> **Exercise objective**:
In the entries below, find each line with the word "access" and pull it out.

[Source data]
_ _ _ _

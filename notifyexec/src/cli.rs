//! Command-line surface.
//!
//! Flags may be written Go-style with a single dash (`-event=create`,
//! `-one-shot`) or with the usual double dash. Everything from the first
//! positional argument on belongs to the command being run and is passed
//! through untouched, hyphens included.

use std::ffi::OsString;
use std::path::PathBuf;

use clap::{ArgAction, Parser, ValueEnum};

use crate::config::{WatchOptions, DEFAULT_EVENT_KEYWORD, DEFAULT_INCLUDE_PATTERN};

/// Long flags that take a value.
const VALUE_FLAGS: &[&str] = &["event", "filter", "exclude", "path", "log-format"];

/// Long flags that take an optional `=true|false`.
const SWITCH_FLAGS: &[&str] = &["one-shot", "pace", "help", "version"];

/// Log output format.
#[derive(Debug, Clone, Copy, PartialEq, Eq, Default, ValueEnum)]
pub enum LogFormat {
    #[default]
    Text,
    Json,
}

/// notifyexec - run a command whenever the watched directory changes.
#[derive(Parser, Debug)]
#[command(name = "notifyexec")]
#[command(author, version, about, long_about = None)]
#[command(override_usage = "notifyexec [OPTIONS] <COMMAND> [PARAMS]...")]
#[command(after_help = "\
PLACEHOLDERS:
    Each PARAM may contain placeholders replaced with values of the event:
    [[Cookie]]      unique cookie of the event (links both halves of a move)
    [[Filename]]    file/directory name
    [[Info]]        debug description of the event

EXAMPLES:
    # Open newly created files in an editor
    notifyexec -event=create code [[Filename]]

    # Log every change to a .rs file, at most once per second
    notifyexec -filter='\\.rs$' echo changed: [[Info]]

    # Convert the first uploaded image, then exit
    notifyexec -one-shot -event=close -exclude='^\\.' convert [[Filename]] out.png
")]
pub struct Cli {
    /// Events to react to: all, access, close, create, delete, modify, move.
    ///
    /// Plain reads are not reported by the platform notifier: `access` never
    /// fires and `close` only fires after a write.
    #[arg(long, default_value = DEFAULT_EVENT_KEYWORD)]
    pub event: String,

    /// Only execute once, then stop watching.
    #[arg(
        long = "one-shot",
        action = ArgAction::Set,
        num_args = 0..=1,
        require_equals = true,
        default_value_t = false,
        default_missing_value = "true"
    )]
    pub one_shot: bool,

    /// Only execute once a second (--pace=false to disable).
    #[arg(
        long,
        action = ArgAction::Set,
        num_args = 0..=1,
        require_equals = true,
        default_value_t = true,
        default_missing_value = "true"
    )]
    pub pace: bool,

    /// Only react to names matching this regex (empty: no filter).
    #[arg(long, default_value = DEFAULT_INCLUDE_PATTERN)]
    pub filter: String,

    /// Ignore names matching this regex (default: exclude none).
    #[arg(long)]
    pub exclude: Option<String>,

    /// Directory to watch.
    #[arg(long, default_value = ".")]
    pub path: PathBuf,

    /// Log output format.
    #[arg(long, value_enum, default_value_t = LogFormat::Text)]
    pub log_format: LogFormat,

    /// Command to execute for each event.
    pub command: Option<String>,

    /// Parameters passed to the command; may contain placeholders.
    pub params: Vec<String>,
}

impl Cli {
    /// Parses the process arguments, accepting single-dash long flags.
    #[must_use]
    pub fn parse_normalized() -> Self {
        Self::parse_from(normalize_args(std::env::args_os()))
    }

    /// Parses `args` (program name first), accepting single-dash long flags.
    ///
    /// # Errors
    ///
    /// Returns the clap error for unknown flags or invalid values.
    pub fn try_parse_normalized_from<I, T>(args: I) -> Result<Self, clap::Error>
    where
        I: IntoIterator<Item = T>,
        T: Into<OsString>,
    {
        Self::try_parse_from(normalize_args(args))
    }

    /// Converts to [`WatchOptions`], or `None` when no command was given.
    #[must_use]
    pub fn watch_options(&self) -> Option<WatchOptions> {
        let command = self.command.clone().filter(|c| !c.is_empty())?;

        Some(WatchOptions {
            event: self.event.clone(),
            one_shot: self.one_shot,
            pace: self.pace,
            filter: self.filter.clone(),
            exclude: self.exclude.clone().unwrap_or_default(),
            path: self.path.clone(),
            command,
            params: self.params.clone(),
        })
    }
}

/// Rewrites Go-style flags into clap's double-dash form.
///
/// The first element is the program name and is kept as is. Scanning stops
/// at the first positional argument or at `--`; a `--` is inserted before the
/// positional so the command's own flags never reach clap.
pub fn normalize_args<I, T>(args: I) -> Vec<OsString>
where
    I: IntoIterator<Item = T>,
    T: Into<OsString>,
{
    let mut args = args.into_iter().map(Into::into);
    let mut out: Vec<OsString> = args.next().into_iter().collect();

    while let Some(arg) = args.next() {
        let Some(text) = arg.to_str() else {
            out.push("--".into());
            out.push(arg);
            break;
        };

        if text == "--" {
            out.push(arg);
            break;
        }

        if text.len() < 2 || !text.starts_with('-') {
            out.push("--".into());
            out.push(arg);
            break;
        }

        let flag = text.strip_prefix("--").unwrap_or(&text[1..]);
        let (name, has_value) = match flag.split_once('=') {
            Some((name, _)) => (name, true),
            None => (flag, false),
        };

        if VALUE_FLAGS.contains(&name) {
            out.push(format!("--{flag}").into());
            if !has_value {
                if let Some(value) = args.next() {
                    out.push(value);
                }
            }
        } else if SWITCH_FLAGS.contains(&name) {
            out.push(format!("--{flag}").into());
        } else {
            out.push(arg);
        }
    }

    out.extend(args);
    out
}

_ _ _ _

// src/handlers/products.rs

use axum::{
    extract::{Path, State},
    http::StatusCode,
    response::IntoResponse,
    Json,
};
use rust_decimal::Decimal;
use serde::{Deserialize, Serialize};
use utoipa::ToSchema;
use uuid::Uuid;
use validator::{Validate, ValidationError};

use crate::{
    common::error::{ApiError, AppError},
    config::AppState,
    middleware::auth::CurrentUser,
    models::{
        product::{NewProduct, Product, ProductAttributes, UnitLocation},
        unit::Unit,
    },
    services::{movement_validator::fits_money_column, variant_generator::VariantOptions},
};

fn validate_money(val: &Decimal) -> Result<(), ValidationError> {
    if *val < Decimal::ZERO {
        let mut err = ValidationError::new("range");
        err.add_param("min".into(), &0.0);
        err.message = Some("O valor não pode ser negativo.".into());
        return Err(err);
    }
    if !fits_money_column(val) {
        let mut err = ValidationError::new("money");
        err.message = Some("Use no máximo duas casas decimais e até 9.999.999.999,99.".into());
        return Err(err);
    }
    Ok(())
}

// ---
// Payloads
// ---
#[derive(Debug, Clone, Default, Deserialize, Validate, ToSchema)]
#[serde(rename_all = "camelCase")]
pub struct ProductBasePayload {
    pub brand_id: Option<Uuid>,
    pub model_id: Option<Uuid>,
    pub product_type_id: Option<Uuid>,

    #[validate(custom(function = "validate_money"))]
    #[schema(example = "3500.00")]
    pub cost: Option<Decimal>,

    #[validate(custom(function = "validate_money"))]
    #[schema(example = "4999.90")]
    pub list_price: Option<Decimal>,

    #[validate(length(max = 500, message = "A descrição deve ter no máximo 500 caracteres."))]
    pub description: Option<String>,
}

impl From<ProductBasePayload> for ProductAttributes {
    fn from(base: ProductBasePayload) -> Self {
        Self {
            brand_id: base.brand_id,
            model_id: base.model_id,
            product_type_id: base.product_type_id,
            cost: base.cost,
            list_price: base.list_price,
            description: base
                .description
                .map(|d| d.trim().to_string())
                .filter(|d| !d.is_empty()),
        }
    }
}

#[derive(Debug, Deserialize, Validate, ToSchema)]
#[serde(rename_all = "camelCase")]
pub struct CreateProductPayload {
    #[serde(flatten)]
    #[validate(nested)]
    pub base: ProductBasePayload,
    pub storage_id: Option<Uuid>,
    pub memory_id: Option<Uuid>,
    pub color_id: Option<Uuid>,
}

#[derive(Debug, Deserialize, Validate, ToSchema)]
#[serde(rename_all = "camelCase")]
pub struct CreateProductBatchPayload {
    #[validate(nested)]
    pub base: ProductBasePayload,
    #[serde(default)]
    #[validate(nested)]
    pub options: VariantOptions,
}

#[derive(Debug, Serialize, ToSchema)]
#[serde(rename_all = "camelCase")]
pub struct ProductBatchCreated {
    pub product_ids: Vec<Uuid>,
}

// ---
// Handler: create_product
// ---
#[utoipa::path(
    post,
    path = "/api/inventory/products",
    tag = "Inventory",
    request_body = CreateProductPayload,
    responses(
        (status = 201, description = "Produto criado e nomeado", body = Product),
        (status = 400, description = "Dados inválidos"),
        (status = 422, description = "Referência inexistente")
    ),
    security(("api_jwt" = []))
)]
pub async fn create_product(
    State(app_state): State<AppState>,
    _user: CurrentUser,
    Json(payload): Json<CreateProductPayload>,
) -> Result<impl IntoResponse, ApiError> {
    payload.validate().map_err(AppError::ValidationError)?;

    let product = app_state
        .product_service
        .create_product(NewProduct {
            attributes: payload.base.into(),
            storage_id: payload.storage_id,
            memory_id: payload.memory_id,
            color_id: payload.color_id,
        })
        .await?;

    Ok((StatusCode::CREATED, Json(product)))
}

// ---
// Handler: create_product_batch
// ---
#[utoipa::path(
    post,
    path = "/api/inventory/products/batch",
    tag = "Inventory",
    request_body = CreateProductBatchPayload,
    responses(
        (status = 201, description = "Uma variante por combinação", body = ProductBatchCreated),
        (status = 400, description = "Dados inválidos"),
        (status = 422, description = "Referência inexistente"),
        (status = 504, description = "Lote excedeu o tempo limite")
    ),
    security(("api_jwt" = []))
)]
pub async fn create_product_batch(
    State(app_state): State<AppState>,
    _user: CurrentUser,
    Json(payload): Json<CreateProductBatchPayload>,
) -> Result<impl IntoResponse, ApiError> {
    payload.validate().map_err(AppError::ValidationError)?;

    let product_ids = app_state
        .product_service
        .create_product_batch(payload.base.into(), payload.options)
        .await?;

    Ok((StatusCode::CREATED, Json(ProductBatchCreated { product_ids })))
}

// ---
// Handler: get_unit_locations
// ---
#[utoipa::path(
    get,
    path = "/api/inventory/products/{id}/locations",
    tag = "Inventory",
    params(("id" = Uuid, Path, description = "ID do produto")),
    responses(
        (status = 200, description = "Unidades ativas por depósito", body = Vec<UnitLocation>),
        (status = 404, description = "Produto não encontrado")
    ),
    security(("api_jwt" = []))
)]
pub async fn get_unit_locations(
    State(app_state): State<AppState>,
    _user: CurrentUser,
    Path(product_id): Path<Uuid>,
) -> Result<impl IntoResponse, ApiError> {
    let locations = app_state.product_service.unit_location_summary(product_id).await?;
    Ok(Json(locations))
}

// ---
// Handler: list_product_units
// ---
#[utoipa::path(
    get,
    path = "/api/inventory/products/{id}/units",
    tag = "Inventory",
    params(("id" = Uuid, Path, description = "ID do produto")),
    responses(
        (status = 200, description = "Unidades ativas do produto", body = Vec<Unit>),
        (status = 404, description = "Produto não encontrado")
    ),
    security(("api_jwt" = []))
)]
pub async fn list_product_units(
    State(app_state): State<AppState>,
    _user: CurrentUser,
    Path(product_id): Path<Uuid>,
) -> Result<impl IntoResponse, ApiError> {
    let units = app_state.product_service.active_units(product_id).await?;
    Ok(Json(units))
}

_ _ _ _

> **Task response**:
    /// Events to react to: all, access, close, create, delete, modify, move.
    /// Plain reads are not reported by the platform notifier: `access` never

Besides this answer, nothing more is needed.